**Data for this task**
▽
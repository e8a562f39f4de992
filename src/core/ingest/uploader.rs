//! Batched section upload.
//!
//! Sections are buffered and sent to the index in fixed-size
//! batches. Documents the index rejects are logged and counted but
//! never retried; a failure of the upload call itself aborts the
//! run.

use std::collections::HashSet;
use std::mem;

use crate::core::error::Result;
use crate::core::storage::SearchIndex;
use crate::core::types::{BatchReport, IndexingResult, Section, UploadSummary};

/// Default number of sections per upload call
pub const DEFAULT_BATCH_SIZE: usize = 1000;

/// Accumulates sections and uploads them in batches
pub struct BatchUploader<'a> {
    index: &'a dyn SearchIndex,
    batch_size: usize,
    pending: Vec<Section>,
    summary: UploadSummary,
}

impl<'a> BatchUploader<'a> {
    /// # Panics
    ///
    /// Panics if `batch_size` is 0
    pub fn new(index: &'a dyn SearchIndex, batch_size: usize) -> Self {
        assert!(batch_size > 0, "batch_size must be > 0");
        Self {
            index,
            batch_size,
            pending: Vec::with_capacity(batch_size),
            summary: UploadSummary::default(),
        }
    }

    pub fn batch_size(&self) -> usize {
        self.batch_size
    }

    /// Sections buffered but not yet sent
    pub fn pending(&self) -> usize {
        self.pending.len()
    }

    /// Buffer a section, sending the batch once it is full
    pub async fn push(&mut self, section: Section) -> Result<()> {
        self.pending.push(section);
        if self.pending.len() >= self.batch_size {
            self.flush().await?;
        }
        Ok(())
    }

    /// Send whatever is buffered
    pub async fn flush(&mut self) -> Result<()> {
        if self.pending.is_empty() {
            return Ok(());
        }

        let batch = mem::replace(&mut self.pending, Vec::with_capacity(self.batch_size));
        let results = self.index.upload_documents(&batch).await?;
        let report = summarize(self.summary.batches.len(), &batch, results);

        tracing::info!(
            "Indexed {} sections, {} succeeded",
            report.submitted,
            report.succeeded
        );
        for failure in &report.failures {
            tracing::warn!(
                "Section {} rejected: {}",
                failure.key,
                failure.error_message.as_deref().unwrap_or("unknown reason")
            );
        }

        self.summary.batches.push(report);
        Ok(())
    }

    /// Send the final partial batch and return the per-batch reports
    pub async fn finish(mut self) -> Result<UploadSummary> {
        self.flush().await?;
        Ok(self.summary)
    }
}

fn summarize(batch: usize, sections: &[Section], results: Vec<IndexingResult>) -> BatchReport {
    let reported: HashSet<&str> = results.iter().map(|r| r.key.as_str()).collect();
    // Items the index did not report on are counted as failed
    let missing: Vec<IndexingResult> = sections
        .iter()
        .filter(|s| !reported.contains(s.id.as_str()))
        .map(|s| IndexingResult::failure(&s.id, "no result reported"))
        .collect();

    let (succeeded, mut failures): (Vec<_>, Vec<_>) =
        results.into_iter().partition(|r| r.succeeded);
    failures.extend(missing);

    BatchReport {
        batch,
        submitted: sections.len(),
        succeeded: succeeded.len().min(sections.len()),
        failures,
    }
}

/// Upload all sections in batches of `batch_size`
pub async fn upload_all(
    index: &dyn SearchIndex,
    sections: impl IntoIterator<Item = Section>,
    batch_size: usize,
) -> Result<UploadSummary> {
    let mut uploader = BatchUploader::new(index, batch_size);
    for section in sections {
        uploader.push(section).await?;
    }
    uploader.finish().await
}
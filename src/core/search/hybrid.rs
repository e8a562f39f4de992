//! Query embedding and hybrid query dispatch.

use std::sync::Arc;
use std::time::Instant;

use serde::Serialize;

use crate::core::embedding::Embedder;
use crate::core::error::{DocIndexError, Result};
use crate::core::storage::SearchIndex;
use crate::core::types::{HybridQuery, SearchHit};

/// Vector field searched by hybrid queries
pub const VECTOR_FIELD: &str = "embedding";

/// Results of one search
#[derive(Debug, Clone, Serialize)]
pub struct SearchResponse {
    pub query: String,
    pub results: Vec<SearchHit>,
    pub count: usize,
    pub duration_ms: u64,
}

/// Hybrid search service
pub struct SearchService {
    embedder: Arc<dyn Embedder>,
    index: Arc<dyn SearchIndex>,
    default_top: usize,
    default_top_k: usize,
}

impl SearchService {
    pub fn new(
        embedder: Arc<dyn Embedder>,
        index: Arc<dyn SearchIndex>,
        default_top: usize,
        default_top_k: usize,
    ) -> Self {
        Self {
            embedder,
            index,
            default_top,
            default_top_k,
        }
    }

    /// Search for `query`, returning at most `top` hits.
    ///
    /// `top_k` is the number of nearest neighbours the vector leg
    /// considers. Unset limits fall back to the configured defaults;
    /// `top_k` is never below `top`.
    pub async fn search(
        &self,
        query: &str,
        top: Option<usize>,
        top_k: Option<usize>,
    ) -> Result<SearchResponse> {
        let start = Instant::now();

        let text = query.trim();
        if text.is_empty() {
            return Err(DocIndexError::InvalidQuery(
                "Query cannot be empty".to_string(),
            ));
        }

        let top = top.unwrap_or(self.default_top);
        if top == 0 {
            return Err(DocIndexError::InvalidQuery(
                "top must be at least 1".to_string(),
            ));
        }
        let k = top_k.unwrap_or(self.default_top_k).max(top);

        let vector = self.embedder.embed(text).await?;
        let hybrid = HybridQuery {
            text: text.to_string(),
            vector,
            top,
            k,
            vector_field: VECTOR_FIELD.to_string(),
        };

        let results = self.index.search(&hybrid).await?;
        let count = results.len();
        let duration_ms = start.elapsed().as_millis() as u64;
        tracing::info!(
            "Search {:?} on '{}': {} hits in {}ms",
            text,
            self.index.name(),
            count,
            duration_ms
        );

        Ok(SearchResponse {
            query: text.to_string(),
            results,
            count,
            duration_ms,
        })
    }
}
//! Core domain logic
//!
//! Everything except the command-line surface lives here.
//!
//! # Architecture
//!
//! - **config**: Configuration loading (TOML + environment)
//! - **error**: Error types and Result alias
//! - **types**: Domain data structures
//! - **xdg**: XDG directory handling
//! - **ingest**: Extraction, segmentation, section assembly, upload
//! - **embedding**: Embedding service boundary and Azure OpenAI client
//! - **storage**: Index definition, Azure AI Search and local tantivy backends
//! - **search**: Hybrid query service
//! - **services**: Unified service container

pub mod config;
pub mod embedding;
pub mod error;
pub mod ingest;
pub mod search;
pub mod services;
pub mod storage;
pub mod types;
pub mod xdg;

// Re-export key types for convenience
pub use config::Config;
pub use error::{DocIndexError, Result};
pub use services::Services;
△
**How to complete this task**
Print all the data exactly.

**Answer box**
repository e8a562f39f4de992
filename src/core/ingest/uploader.rs
//! Batched section upload.
//!
//! Sections are buffered and sent to the index in fixed-size
//! batches. Documents the index rejects are logged and counted but
//! never retried; a failure of the upload call itself aborts the
//! run.

use std::collections::HashSet;
use std::mem;

use crate::core::error::Result;
use crate::core::storage::SearchIndex;
use crate::core::types::{BatchReport, IndexingResult, Section, UploadSummary};

/// Default number of sections per upload call
pub const DEFAULT_BATCH_SIZE: usize = 1000;

/// Accumulates sections and uploads them in batches
pub struct BatchUploader<'a> {
    index: &'a dyn SearchIndex,
    batch_size: usize,
    pending: Vec<Section>,
    summary: UploadSummary,
}

impl<'a> BatchUploader<'a> {
    /// # Panics
    ///
    /// Panics if `batch_size` is 0
    pub fn new(index: &'a dyn SearchIndex, batch_size: usize) -> Self {
        assert!(batch_size > 0, "batch_size must be > 0");
        Self {
            index,
            batch_size,
            pending: Vec::with_capacity(batch_size),
            summary: UploadSummary::default(),
        }
    }

    pub fn batch_size(&self) -> usize {
        self.batch_size
    }

    /// Sections buffered but not yet sent
    pub fn pending(&self) -> usize {
        self.pending.len()
    }

    /// Buffer a section, sending the batch once it is full
    pub async fn push(&mut self, section: Section) -> Result<()> {
        self.pending.push(section);
        if self.pending.len() >= self.batch_size {
            self.flush().await?;
        }
        Ok(())
    }

    /// Send whatever is buffered
    pub async fn flush(&mut self) -> Result<()> {
        if self.pending.is_empty() {
            return Ok(());
        }

        let batch = mem::replace(&mut self.pending, Vec::with_capacity(self.batch_size));
        let results = self.index.upload_documents(&batch).await?;
        let report = summarize(self.summary.batches.len(), &batch, results);

        tracing::info!(
            "Indexed {} sections, {} succeeded",
            report.submitted,
            report.succeeded
        );
        for failure in &report.failures {
            tracing::warn!(
                "Section {} rejected: {}",
                failure.key,
                failure.error_message.as_deref().unwrap_or("unknown reason")
            );
        }

        self.summary.batches.push(report);
        Ok(())
    }

    /// Send the final partial batch and return the per-batch reports
    pub async fn finish(mut self) -> Result<UploadSummary> {
        self.flush().await?;
        Ok(self.summary)
    }
}

fn summarize(batch: usize, sections: &[Section], results: Vec<IndexingResult>) -> BatchReport {
    let reported: HashSet<&str> = results.iter().map(|r| r.key.as_str()).collect();
    // Items the index did not report on are counted as failed
    let missing: Vec<IndexingResult> = sections
        .iter()
        .filter(|s| !reported.contains(s.id.as_str()))
        .map(|s| IndexingResult::failure(&s.id, "no result reported"))
        .collect();

    let (succeeded, mut failures): (Vec<_>, Vec<_>) =
        results.into_iter().partition(|r| r.succeeded);
    failures.extend(missing);

    BatchReport {
        batch,
        submitted: sections.len(),
        succeeded: succeeded.len().min(sections.len()),
        failures,
    }
}

/// Upload all sections in batches of `batch_size`
pub async fn upload_all(
    index: &dyn SearchIndex,
    sections: impl IntoIterator<Item = Section>,
    batch_size: usize,
) -> Result<UploadSummary> {
    let mut uploader = BatchUploader::new(index, batch_size);
    for section in sections {
        uploader.push(section).await?;
    }
    uploader.finish().await
}
filename src/core/search/hybrid.rs
repository e8a562f39f4de992
//! Query embedding and hybrid query dispatch.

use std::sync::Arc;
use std::time::Instant;

use serde::Serialize;

use crate::core::embedding::Embedder;
use crate::core::error::{DocIndexError, Result};
use crate::core::storage::SearchIndex;
use crate::core::types::{HybridQuery, SearchHit};

/// Vector field searched by hybrid queries
pub const VECTOR_FIELD: &str = "embedding";

/// Results of one search
#[derive(Debug, Clone, Serialize)]
pub struct SearchResponse {
    pub query: String,
    pub results: Vec<SearchHit>,
    pub count: usize,
    pub duration_ms: u64,
}

/// Hybrid search service
pub struct SearchService {
    embedder: Arc<dyn Embedder>,
    index: Arc<dyn SearchIndex>,
    default_top: usize,
    default_top_k: usize,
}

impl SearchService {
    pub fn new(
        embedder: Arc<dyn Embedder>,
        index: Arc<dyn SearchIndex>,
        default_top: usize,
        default_top_k: usize,
    ) -> Self {
        Self {
            embedder,
            index,
            default_top,
            default_top_k,
        }
    }

    /// Search for `query`, returning at most `top` hits.
    ///
    /// `top_k` is the number of nearest neighbours the vector leg
    /// considers. Unset limits fall back to the configured defaults;
    /// `top_k` is never below `top`.
    pub async fn search(
        &self,
        query: &str,
        top: Option<usize>,
        top_k: Option<usize>,
    ) -> Result<SearchResponse> {
        let start = Instant::now();

        let text = query.trim();
        if text.is_empty() {
            return Err(DocIndexError::InvalidQuery(
                "Query cannot be empty".to_string(),
            ));
        }

        let top = top.unwrap_or(self.default_top);
        if top == 0 {
            return Err(DocIndexError::InvalidQuery(
                "top must be at least 1".to_string(),
            ));
        }
        let k = top_k.unwrap_or(self.default_top_k).max(top);

        let vector = self.embedder.embed(text).await?;
        let hybrid = HybridQuery {
            text: text.to_string(),
            vector,
            top,
            k,
            vector_field: VECTOR_FIELD.to_string(),
        };

        let results = self.index.search(&hybrid).await?;
        let count = results.len();
        let duration_ms = start.elapsed().as_millis() as u64;
        tracing::info!(
            "Search {:?} on '{}': {} hits in {}ms",
            text,
            self.index.name(),
            count,
            duration_ms
        );

        Ok(SearchResponse {
            query: text.to_string(),
            results,
            count,
            duration_ms,
        })
    }
}
//! Core domain logic
//!
//! Everything except the command-line surface lives here.
//!
//! # Architecture
//!
//! - **config**: Configuration loading (TOML + environment)
//! - **error**: Error types and Result alias
//! - **types**: Domain data structures
//! - **xdg**: XDG directory handling
//! - **ingest**: Extraction, segmentation, section assembly, upload
//! - **embedding**: Embedding service boundary and Azure OpenAI client
//! - **storage**: Index definition, Azure AI Search and local tantivy backends
//! - **search**: Hybrid query service
//! - **services**: Unified service container

pub mod config;
pub mod embedding;
pub mod error;
pub mod ingest;
pub mod search;
pub mod services;
pub mod storage;
pub mod types;
pub mod xdg;

// Re-export key types for convenience
pub use config::Config;
pub use error::{DocIndexError, Result};
pub use services::Services;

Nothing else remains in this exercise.